> _What you will do_: When you reach the line containing "repository 3b2e5322221afda5" in the records below, start copying exactly, and stop once you have copied the line containing "wins its position.".

> _Information provided_:
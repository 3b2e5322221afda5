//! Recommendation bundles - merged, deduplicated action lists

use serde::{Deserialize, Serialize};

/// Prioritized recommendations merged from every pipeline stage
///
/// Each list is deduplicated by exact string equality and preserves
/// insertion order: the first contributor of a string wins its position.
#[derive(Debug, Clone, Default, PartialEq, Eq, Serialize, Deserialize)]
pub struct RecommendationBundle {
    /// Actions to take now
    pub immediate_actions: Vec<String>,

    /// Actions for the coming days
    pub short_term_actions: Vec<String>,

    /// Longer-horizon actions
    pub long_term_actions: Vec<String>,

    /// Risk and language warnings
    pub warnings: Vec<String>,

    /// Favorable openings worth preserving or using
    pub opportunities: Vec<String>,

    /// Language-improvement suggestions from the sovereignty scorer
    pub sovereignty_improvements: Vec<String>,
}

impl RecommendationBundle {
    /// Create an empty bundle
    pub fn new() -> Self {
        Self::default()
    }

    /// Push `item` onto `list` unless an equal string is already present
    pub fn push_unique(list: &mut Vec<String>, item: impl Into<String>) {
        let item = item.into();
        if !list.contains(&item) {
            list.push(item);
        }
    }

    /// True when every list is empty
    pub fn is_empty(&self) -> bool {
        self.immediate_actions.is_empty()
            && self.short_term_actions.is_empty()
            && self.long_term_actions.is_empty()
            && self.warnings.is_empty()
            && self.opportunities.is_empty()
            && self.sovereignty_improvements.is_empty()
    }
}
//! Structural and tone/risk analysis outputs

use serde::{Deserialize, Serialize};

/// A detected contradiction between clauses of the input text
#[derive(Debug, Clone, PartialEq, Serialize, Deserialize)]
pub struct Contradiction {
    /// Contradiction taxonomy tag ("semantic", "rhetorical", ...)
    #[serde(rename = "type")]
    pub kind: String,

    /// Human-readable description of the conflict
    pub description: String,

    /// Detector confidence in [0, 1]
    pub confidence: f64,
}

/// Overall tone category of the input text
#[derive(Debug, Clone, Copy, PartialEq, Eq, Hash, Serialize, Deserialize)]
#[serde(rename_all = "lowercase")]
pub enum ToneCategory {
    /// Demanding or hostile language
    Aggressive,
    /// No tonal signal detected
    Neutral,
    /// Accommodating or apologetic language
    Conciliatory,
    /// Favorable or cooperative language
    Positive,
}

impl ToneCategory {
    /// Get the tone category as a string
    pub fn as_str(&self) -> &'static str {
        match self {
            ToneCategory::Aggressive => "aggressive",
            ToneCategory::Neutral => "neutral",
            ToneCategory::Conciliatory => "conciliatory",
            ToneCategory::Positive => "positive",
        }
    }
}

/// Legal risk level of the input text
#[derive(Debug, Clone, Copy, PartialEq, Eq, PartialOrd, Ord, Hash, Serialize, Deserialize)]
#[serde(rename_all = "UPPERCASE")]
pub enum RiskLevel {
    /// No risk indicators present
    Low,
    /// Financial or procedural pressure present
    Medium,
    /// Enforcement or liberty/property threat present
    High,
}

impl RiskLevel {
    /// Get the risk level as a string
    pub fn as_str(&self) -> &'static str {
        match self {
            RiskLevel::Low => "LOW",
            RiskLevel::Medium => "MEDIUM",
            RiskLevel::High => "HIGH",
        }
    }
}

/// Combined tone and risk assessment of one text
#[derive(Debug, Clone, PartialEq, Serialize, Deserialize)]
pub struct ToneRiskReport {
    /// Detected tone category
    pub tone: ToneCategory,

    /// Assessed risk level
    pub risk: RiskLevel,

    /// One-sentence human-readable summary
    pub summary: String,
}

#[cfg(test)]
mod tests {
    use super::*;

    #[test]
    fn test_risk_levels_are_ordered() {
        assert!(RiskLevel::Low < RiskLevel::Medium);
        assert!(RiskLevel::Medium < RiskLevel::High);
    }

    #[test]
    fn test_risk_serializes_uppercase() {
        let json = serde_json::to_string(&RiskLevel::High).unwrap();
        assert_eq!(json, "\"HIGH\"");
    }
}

...

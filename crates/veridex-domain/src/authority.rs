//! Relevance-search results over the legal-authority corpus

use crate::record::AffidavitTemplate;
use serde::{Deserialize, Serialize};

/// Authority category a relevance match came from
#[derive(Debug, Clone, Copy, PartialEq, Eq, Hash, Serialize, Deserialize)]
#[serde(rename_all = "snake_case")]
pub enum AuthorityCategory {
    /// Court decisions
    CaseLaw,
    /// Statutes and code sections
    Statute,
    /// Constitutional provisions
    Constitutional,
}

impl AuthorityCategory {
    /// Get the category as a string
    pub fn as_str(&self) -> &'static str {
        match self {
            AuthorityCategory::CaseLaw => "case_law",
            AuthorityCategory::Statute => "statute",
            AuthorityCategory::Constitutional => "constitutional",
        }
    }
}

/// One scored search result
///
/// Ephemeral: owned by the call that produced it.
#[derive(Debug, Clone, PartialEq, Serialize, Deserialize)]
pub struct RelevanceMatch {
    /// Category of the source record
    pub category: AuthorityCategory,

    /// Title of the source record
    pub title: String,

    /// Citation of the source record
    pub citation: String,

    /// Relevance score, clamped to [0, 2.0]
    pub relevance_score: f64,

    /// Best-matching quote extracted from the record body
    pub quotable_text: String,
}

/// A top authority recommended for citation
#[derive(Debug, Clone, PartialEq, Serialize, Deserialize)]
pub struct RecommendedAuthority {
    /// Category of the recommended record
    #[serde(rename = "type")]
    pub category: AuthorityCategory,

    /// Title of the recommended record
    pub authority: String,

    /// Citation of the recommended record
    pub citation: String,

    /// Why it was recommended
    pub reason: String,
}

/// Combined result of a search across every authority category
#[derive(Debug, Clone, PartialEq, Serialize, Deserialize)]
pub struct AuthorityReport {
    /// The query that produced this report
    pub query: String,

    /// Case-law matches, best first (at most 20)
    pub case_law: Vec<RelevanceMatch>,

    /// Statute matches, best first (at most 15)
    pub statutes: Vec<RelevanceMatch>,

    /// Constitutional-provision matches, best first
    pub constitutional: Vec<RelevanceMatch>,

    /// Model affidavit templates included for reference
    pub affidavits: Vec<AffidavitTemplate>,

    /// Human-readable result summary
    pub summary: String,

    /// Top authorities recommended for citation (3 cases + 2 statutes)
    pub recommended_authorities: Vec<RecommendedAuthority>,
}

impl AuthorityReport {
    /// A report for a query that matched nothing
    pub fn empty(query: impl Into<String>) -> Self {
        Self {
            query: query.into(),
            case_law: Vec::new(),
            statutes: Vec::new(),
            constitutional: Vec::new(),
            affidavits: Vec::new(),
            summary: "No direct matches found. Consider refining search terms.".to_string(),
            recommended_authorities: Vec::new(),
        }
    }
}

> _Output for this task_:
repository 3b2e5322221afda5
//! Recommendation bundles - merged, deduplicated action lists

use serde::{Deserialize, Serialize};

/// Prioritized recommendations merged from every pipeline stage
///
/// Each list is deduplicated by exact string equality and preserves
/// insertion order: the first contributor of a string wins its position.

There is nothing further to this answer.